Does the type and model of sensor influence?

Yes and no, it is complicated so let’s see it calmly. That you have a sensor of one brand or another, or that it is optical or laser is not representative of the fact that we have a Flawless Sensor, but (because there is always a but) there are mice that will not be perfect due to their sensor, brand, type and model.

Why? Because the sensor itself is not accurate enough to maintain a 1: 1 tracking and not modify our movement as such, that is, it is less precise. This can be found in mouse models of all kinds, from high to low end, with huge price ranges, so buying a more expensive mouse does not guarantee a Flawless Sensor, far from it.

But there is a trend, and that is that laser mice usually include Avago sensors, such as the ADNS-9500 or the 9800, which require algorithms to be fairly accurate. In addition, there are some opticians who also suffer from this problem and at the same time have a common denominator: Avago.

It is not that it is a bad brand of sensors, but it is far behind Pixart and although it has ranges of products such as the ADNS-3310 that is Flawless, in laser it does not achieve it with any. Therefore, it is better to go for a Pixart PMW if possible.

Is choosing a Pixart sensor a guarantee that it will be Flawless without further ado?

optical sensor

Here we enter another terrain that we have talked about a little above and that already escapes the sensor without further ado. The problem with many mice today is that, contrary to popular belief, they have too many customization options.
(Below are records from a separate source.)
mod cli;
mod repl;

use anyhow::Context;
use bisect_viewer::{Session, render};
use clap::Parser;
use tracing::Level;

use cli::{Cli, Commands, InputArgs};

fn main() -> anyhow::Result<()> {
    let cli = Cli::parse();
    init_logging(cli.verbose);

    match cli.command {
        Some(Commands::Run { input, json }) => run(input, json),
        Some(Commands::Step { input }) => step(input),
        None => step(InputArgs::default()),
    }
}

fn init_logging(verbose: u8) {
    let level = match verbose {
        0 => Level::WARN,
        1 => Level::INFO,
        2 => Level::DEBUG,
        _ => Level::TRACE,
    };
    tracing_subscriber::fmt()
        .with_max_level(level)
        .with_writer(std::io::stderr)
        .with_target(false)
        .init();
}

fn run(input: InputArgs, json: bool) -> anyhow::Result<()> {
    let settings = input.settings()?;
    let mut session = Session::new();
    let viewer = session.start(&settings)?;

    if json {
        let report = serde_json::json!({
            "expression": viewer.expression(),
            "bracket": settings.bracket(),
            "tolerance": settings.tolerance,
            "solution": viewer.solution(),
        });
        let text = serde_json::to_string_pretty(&report).context("serializing solution")?;
        println!("{text}");
    } else {
        println!("f(x) = {}\n", viewer.expression());
        println!("{}", render::table(viewer.solution()));
    }
    Ok(())
}

fn step(input: InputArgs) -> anyhow::Result<()> {
    let settings = input.settings()?;
    repl::Stepper::new(settings)
        .run()
        .context("terminal error in the interactive viewer")
}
Either you are an advanced user or you are going to run into various mouse configuration problems. That your mouse has a Flawless Sensor does not imply that no algorithm is running, far from it, it may be correcting your movements and you have not noticed.

The problem here is that the software of the vast majority of gaming mouse companies include active prediction algorithms by default in their configuration programs and the less experienced user leaves them active thinking that they get an improvement. And so it is if you are not skilled in skills, but in our case as very advanced players it is a problem.


Even Windows has its own algorithm that improves precision and by default it is already active, which is a problem because although our mouse configuration software is disabled for that algorithm Microsoft already implements its own, so we will have to disable it anyway if we want to be really accurate by our means.

What sensors should we avoid to have a Flawless one?


They are not too many, but they all include prediction algorithms by default, so it is advisable to avoid them:

  • Avago ADNS-3050
  • Avago A3060
  • Avago A2059
  • Avago ADNS-9500
  • Pro AIM R3
  • Avago ADNS-9800

But this is not the Bible as such, why? Complicated, since we have been for a few years where manufacturers do not want to buy the same sensor as their direct market rival, so they are manufacturing their own sensors based on some mythical or new ones and imposing their technology.

Therefore, shortly there will be no sensor that can be indicated for any mouse as such, but a specific mouse that will be punished or, failing that, several models. Where is the customization? Do they get to be Flawless? It depends on the degree of involvement of the brand and the number of improvements implemented.

Many change the recommended height, others manage to improve the DPI by software based on ultra-known sensors and so on. The only reliable method is to know the base of the sensor, from which model it is based and from there check if it is modified by software and remove any possible modification or setting.